#[cfg(test)]
mod tests {
    use super::*;
    use crate::cas::tests::sample_type_system;
    use crate::core::error::Error;
    use crate::types::builtin::{ANNOTATION, INITIAL_VIEW_NAME, INTEGER_ARRAY, STRING};
    use crate::types::TypeSystem;
    use std::sync::Arc;

    #[test]
    fn test_document_text_creates_document_annotation() {
        let mut cas = Cas::new(sample_type_system()).unwrap();
        cas.set_document_text(INITIAL_VIEW_NAME, "caf\u{00E9} au lait").unwrap();

        let doc = cas.document_annotation(INITIAL_VIEW_NAME).unwrap();
        assert_eq!(cas.type_of(doc).unwrap(), builtin::DOCUMENT_ANNOTATION);
        assert_eq!(cas.span(doc).unwrap(), Span::new(0, 12));
        assert_eq!(cas.document_language(INITIAL_VIEW_NAME), DEFAULT_LANGUAGE);
        assert_eq!(cas.sofa_mime_type(INITIAL_VIEW_NAME), Some(TEXT_MIME_TYPE));
        assert!(cas.is_indexed(doc, INITIAL_VIEW_NAME));

        cas.set_document_text(INITIAL_VIEW_NAME, "short").unwrap();
        assert_eq!(cas.document_annotation(INITIAL_VIEW_NAME).unwrap(), doc);
        assert_eq!(cas.span(doc).unwrap(), Span::new(0, 5));
    }

    #[test]
    fn test_shorter_text_rejected_while_spans_reach_past_it() {
        let mut cas = Cas::new(sample_type_system()).unwrap();
        cas.set_document_text(INITIAL_VIEW_NAME, "hello world").unwrap();
        let token_type = cas.type_system().type_by_name("example.Token").unwrap();
        let token = cas.create_instance(token_type).unwrap();
        cas.set_span(token, Span::new(6, 11)).unwrap();
        cas.add_to_indexes(token, INITIAL_VIEW_NAME).unwrap();
        let doc = cas.document_annotation(INITIAL_VIEW_NAME).unwrap();

        let err = cas.set_document_text(INITIAL_VIEW_NAME, "hi").unwrap_err();
        assert!(matches!(
            err,
            Error::Graph(GraphError::InvalidSpan { begin: 6, end: 11, length: 2 })
        ));
        assert_eq!(cas.document_text(INITIAL_VIEW_NAME), Some("hello world"));
        assert_eq!(cas.view(INITIAL_VIEW_NAME).unwrap().text_len(), Some(11));
        assert_eq!(cas.span(doc).unwrap(), Span::new(0, 11));

        // the primary document annotation is stretched, not checked
        cas.set_document_text(INITIAL_VIEW_NAME, "hello there").unwrap();
        assert_eq!(cas.span(token).unwrap(), Span::new(6, 11));

        // unindexed annotations do not constrain the text
        cas.remove_from_indexes(token, INITIAL_VIEW_NAME).unwrap();
        cas.set_document_text(INITIAL_VIEW_NAME, "hi").unwrap();
        assert_eq!(cas.span(doc).unwrap(), Span::new(0, 2));
    }

    #[test]
    fn test_writing_text_alone_leaves_index_untouched() {
        let mut cas = Cas::new(sample_type_system()).unwrap();
        cas.write_sofa_string(INITIAL_VIEW_NAME, "plain", Some(TEXT_MIME_TYPE)).unwrap();
        assert_eq!(cas.document_text(INITIAL_VIEW_NAME), Some("plain"));
        assert_eq!(cas.view(INITIAL_VIEW_NAME).unwrap().text_len(), Some(5));
        assert!(cas.members(INITIAL_VIEW_NAME).is_empty());
        assert!(cas.view(INITIAL_VIEW_NAME).unwrap().document_annotation().is_none());
    }

    #[test]
    fn test_document_language() {
        let mut cas = Cas::new(sample_type_system()).unwrap();
        cas.set_document_text(INITIAL_VIEW_NAME, "hallo").unwrap();
        cas.set_document_language(INITIAL_VIEW_NAME, "de").unwrap();
        assert_eq!(cas.document_language(INITIAL_VIEW_NAME), "de");
        assert_eq!(cas.document_language("missing"), DEFAULT_LANGUAGE);
    }

    #[test]
    fn test_sofa_uri_and_array() {
        let mut cas = Cas::new(sample_type_system()).unwrap();
        cas.set_sofa_data_uri("audio", "file:///tmp/a.wav", Some("audio/wav")).unwrap();
        assert_eq!(cas.sofa_data_uri("audio"), Some("file:///tmp/a.wav"));
        assert!(cas.document_text("audio").is_none());
        assert!(cas.view("audio").unwrap().document_annotation().is_none());

        let array = cas.create_array(INTEGER_ARRAY, 4).unwrap();
        cas.set_sofa_data_array("signal", array, None).unwrap();
        assert_eq!(cas.sofa_data_array("signal"), Some(array));

        let not_array = cas.document_annotation(INITIAL_VIEW_NAME).unwrap();
        assert!(matches!(
            cas.set_sofa_data_array("signal", not_array, None),
            Err(Error::Graph(GraphError::NotAnArray { .. }))
        ));
    }

    fn with_custom_document_type() -> (Arc<TypeSystem>, TypeId) {
        let mut ts = TypeSystem::new();
        let meta = ts.add_type("example.DocumentMetaData", builtin::DOCUMENT_ANNOTATION).unwrap();
        ts.add_feature(meta, "documentTitle", STRING).unwrap();
        ts.add_type("example.Token", ANNOTATION).unwrap();
        ts.commit().unwrap();
        (Arc::new(ts), meta)
    }

    #[test]
    fn test_reconcile_same_type_reuses() {
        let (ts, _) = with_custom_document_type();
        let mut cas = Cas::new(ts).unwrap();
        cas.set_document_text(INITIAL_VIEW_NAME, "text").unwrap();
        let existing = cas.document_annotation(INITIAL_VIEW_NAME).unwrap();

        let mut marks = DocumentAnnotationMarks::new();
        let got = cas
            .reconcile_document_annotation(INITIAL_VIEW_NAME, builtin::DOCUMENT_ANNOTATION, &mut marks)
            .unwrap();
        assert_eq!(got, existing);
        assert!(marks.is_finalized(INITIAL_VIEW_NAME));

        let extra = cas
            .reconcile_document_annotation(INITIAL_VIEW_NAME, builtin::DOCUMENT_ANNOTATION, &mut marks)
            .unwrap();
        assert_ne!(extra, existing);
        assert!(!cas.is_indexed(extra, INITIAL_VIEW_NAME));
        assert_eq!(cas.document_annotation(INITIAL_VIEW_NAME).unwrap(), existing);
    }

    #[test]
    fn test_reconcile_other_type_replaces() {
        let (ts, meta) = with_custom_document_type();
        let mut cas = Cas::new(ts).unwrap();
        cas.set_document_text(INITIAL_VIEW_NAME, "text").unwrap();
        let implicit = cas.document_annotation(INITIAL_VIEW_NAME).unwrap();

        let mut marks = DocumentAnnotationMarks::new();
        let replacement = cas
            .reconcile_document_annotation(INITIAL_VIEW_NAME, meta, &mut marks)
            .unwrap();

        assert_ne!(replacement, implicit);
        assert!(!cas.is_indexed(implicit, INITIAL_VIEW_NAME));
        assert!(cas.is_indexed(replacement, INITIAL_VIEW_NAME));
        assert_eq!(cas.document_annotation(INITIAL_VIEW_NAME).unwrap(), replacement);
        assert_eq!(cas.select(INITIAL_VIEW_NAME, builtin::DOCUMENT_ANNOTATION), vec![replacement]);
    }

    #[test]
    fn test_reconcile_without_primary() {
        let (ts, meta) = with_custom_document_type();
        let mut cas = Cas::new(ts).unwrap();
        let mut marks = DocumentAnnotationMarks::new();
        let id = cas.reconcile_document_annotation("fresh", meta, &mut marks).unwrap();
        assert_eq!(cas.view("fresh").unwrap().document_annotation(), Some(id));
        assert!(marks.is_finalized("fresh"));
        assert!(!marks.is_finalized(INITIAL_VIEW_NAME));
    }

    #[test]
    fn test_removed_primary_is_recreated() {
        let mut cas = Cas::new(sample_type_system()).unwrap();
        cas.set_document_text(INITIAL_VIEW_NAME, "abc").unwrap();
        let first = cas.document_annotation(INITIAL_VIEW_NAME).unwrap();
        cas.remove_from_indexes(first, INITIAL_VIEW_NAME).unwrap();
        let second = cas.document_annotation(INITIAL_VIEW_NAME).unwrap();
        assert_ne!(first, second);
        assert_eq!(cas.span(second).unwrap(), Span::new(0, 3));
    }
}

^^^^^^^^^^^^^^^^

- Work to complete
Pull out each line of the records holding the string "meta".

- Task answer
        let meta = ts.add_type("example.DocumentMetaData", builtin::DOCUMENT_ANNOTATION).unwrap();
        ts.add_feature(meta, "documentTitle", STRING).unwrap();
        (Arc::new(ts), meta)
        let (ts, meta) = with_custom_document_type();
            .reconcile_document_annotation(INITIAL_VIEW_NAME, meta, &mut marks)
        let (ts, meta) = with_custom_document_type();
        let id = cas.reconcile_document_annotation("fresh", meta, &mut marks).unwrap();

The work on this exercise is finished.